Anybody may pass, any day, in the thronged thoroughfares of the metropolis, some meagre, wrinkled, yellow old man (who might be supposed to have dropped from the stars, if there were any star in the Heavens dull enough to be suspected of casting off so feeble a spark), creeping along with a scared air, as though bewildered and a little frightened by the noise and bustle. This old man is always a little old man. If he were ever a big old man, he has shrunk into a little old man; if he were always a little old man, he has dwindled into a less old man. His coat is a colour, and cut, that never was the mode anywhere, at any period. Clearly, it was not made for him, or for any individual mortal. Some wholesale contractor measured Fate for five thousand coats of such quality, and Fate has lent this old coat to this old man, as one of a long unfinished line of many old men. It has always large dull metal buttons, similar to no other buttons. This old man wears a hat, a thumbed and napless and yet an obdurate hat, which has never adapted itself to the shape of his poor head. His coarse shirt and his coarse neckcloth have no more individuality than his coat and hat; they have the same character of not being his--of not being anybody's.

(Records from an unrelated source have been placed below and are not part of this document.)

use thiserror::Error;

use crate::models::{InvalidEngine, ParseDurationError, Task, TaskStatus};

#[derive(Debug, Error)]
pub enum StoreError {
    #[error("task not found: {0}")]
    NotFound(String),
    #[error("failed to read store file: {0}")]
    Read(#[source] std::io::Error),
    #[error("failed to parse store file: {0}")]
    Corrupt(#[source] serde_json::Error),
    #[error("failed to create store directory: {0}")]
    CreateDir(#[source] std::io::Error),
}

#[derive(Debug, Error)]
pub enum AgentError {
    #[error("process not found: {0}")]
    ProcessNotFound(String),
    #[error("failed to create log file: {0}")]
    LogFile(#[source] std::io::Error),
    #[error("failed to start {program}: {source}")]
    Spawn {
        program: String,
        #[source]
        source: std::io::Error,
    },
}

#[derive(Debug, Error)]
pub enum OrchestratorError {
    #[error("prompt is required")]
    PromptRequired,
    #[error("invalid timeout: {0}")]
    InvalidTimeout(#[from] ParseDurationError),
    #[error(transparent)]
    InvalidEngine(#[from] InvalidEngine),
    #[error("task {id} is already in terminal state: {status}")]
    AlreadyTerminal { id: String, status: TaskStatus },
    #[error("task {id} is not paused (status={status})")]
    NotPaused { id: String, status: TaskStatus },
    #[error("timeout waiting for task {id}")]
    WaitTimeout { id: String, task: Box<Task> },
    #[error(transparent)]
    Store(#[from] StoreError),
    #[error(transparent)]
    Agent(#[from] AgentError),
}

#[derive(Debug, Error)]
pub enum ConfigError {
    #[error("failed to read config: {0}")]
    Read(#[source] std::io::Error),
    #[error("failed to parse YAML config: {0}")]
    Yaml(#[source] serde_yaml::Error),
    #[error("failed to parse JSON config: {0}")]
    Json(#[source] serde_json::Error),
    #[error("failed to write config: {0}")]
    Write(#[source] std::io::Error),
}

Yet this old man wears these clothes with a certain unaccustomed air of being dressed and elaborated for the public ways; as though he passed the greater part of his time in a nightcap and gown. And so, like the country mouse in the second year of a famine, come to see the town mouse, and timidly threading his way to the town-mouse's lodging through a city of cats, this old man passes in the streets.

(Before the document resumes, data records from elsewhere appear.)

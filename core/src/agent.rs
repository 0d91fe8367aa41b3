//! Seam between the scheduler and the concrete backend adapters.

use async_trait::async_trait;
use tokio::sync::mpsc;

use crate::error::AgentError;
use crate::models::Task;

/// Finished task records flow back to the orchestrator over this channel.
/// The adapter writes every final field (status, exit code, output tail,
/// timestamps) into the record before sending.
pub type CompletionTx = mpsc::UnboundedSender<Task>;
pub type CompletionRx = mpsc::UnboundedReceiver<Task>;

/// A backend adapter capable of running agent tasks as child processes.
///
/// Implementations own the child handle and its pipes until reap. `spawn`
/// mutates the task in place: it rewrites the prompt with the
/// self-identification preface and records `log_file`, `pid`, `started_at`
/// and the transition to `running`.
#[async_trait]
pub trait Spawner: Send + Sync {
    async fn spawn(&self, task: &mut Task) -> Result<(), AgentError>;

    /// Stops a running agent, preserving `cancelled` as the final status.
    /// The status marker is recorded before the process is signalled so the
    /// reaper, when it wakes, sees the explicit-stop condition.
    async fn cancel(&self, task_id: &str) -> Result<(), AgentError>;

    /// Stops a running agent, preserving `paused` as the final status.
    async fn pause(&self, task_id: &str) -> Result<(), AgentError>;

    /// Resolves once the task's child has been reaped. Returns immediately
    /// for ids with no live process.
    async fn wait(&self, task_id: &str);

    fn is_running(&self, task_id: &str) -> bool;

    fn running_count(&self) -> usize;

    /// Signals every live child and waits (bounded) for them to die.
    async fn shutdown(&self);
}
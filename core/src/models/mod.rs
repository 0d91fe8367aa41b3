//! Domain types shared across the store, the orchestrator and the backend
//! adapters.

mod duration;
mod task;

pub use duration::{Duration, ParseDurationError};
pub use task::{
    Engine, InvalidEngine, ListRequest, ResumeOptions, SpawnRequest, Stats, Task, TaskProgress,
    TaskProgressInfo, TaskStatus, TaskSummary,
};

Sometimes, on holidays towards evening, he will be seen to walk with a slightly increased infirmity, and his old eyes will glimmer with a moist and marshy light. Then the little old man is drunk. A very small measure will overset him; he may be bowled off his unsteady legs with a half-pint pot. Some pitying acquaintance-- chance acquaintance very often--has warmed up his weakness with a treat of beer, and the consequence will be the lapse of a longer time than usual before he shall pass again. For the little old man is going home to the Workhouse; and on his good behaviour they do not let him out often (though methinks they might, considering the few years he has before him to go out in, under the sun); and on his bad behaviour they shut him up closer than ever in a grove of two score and nineteen more old men, every one of whom smells of all the others.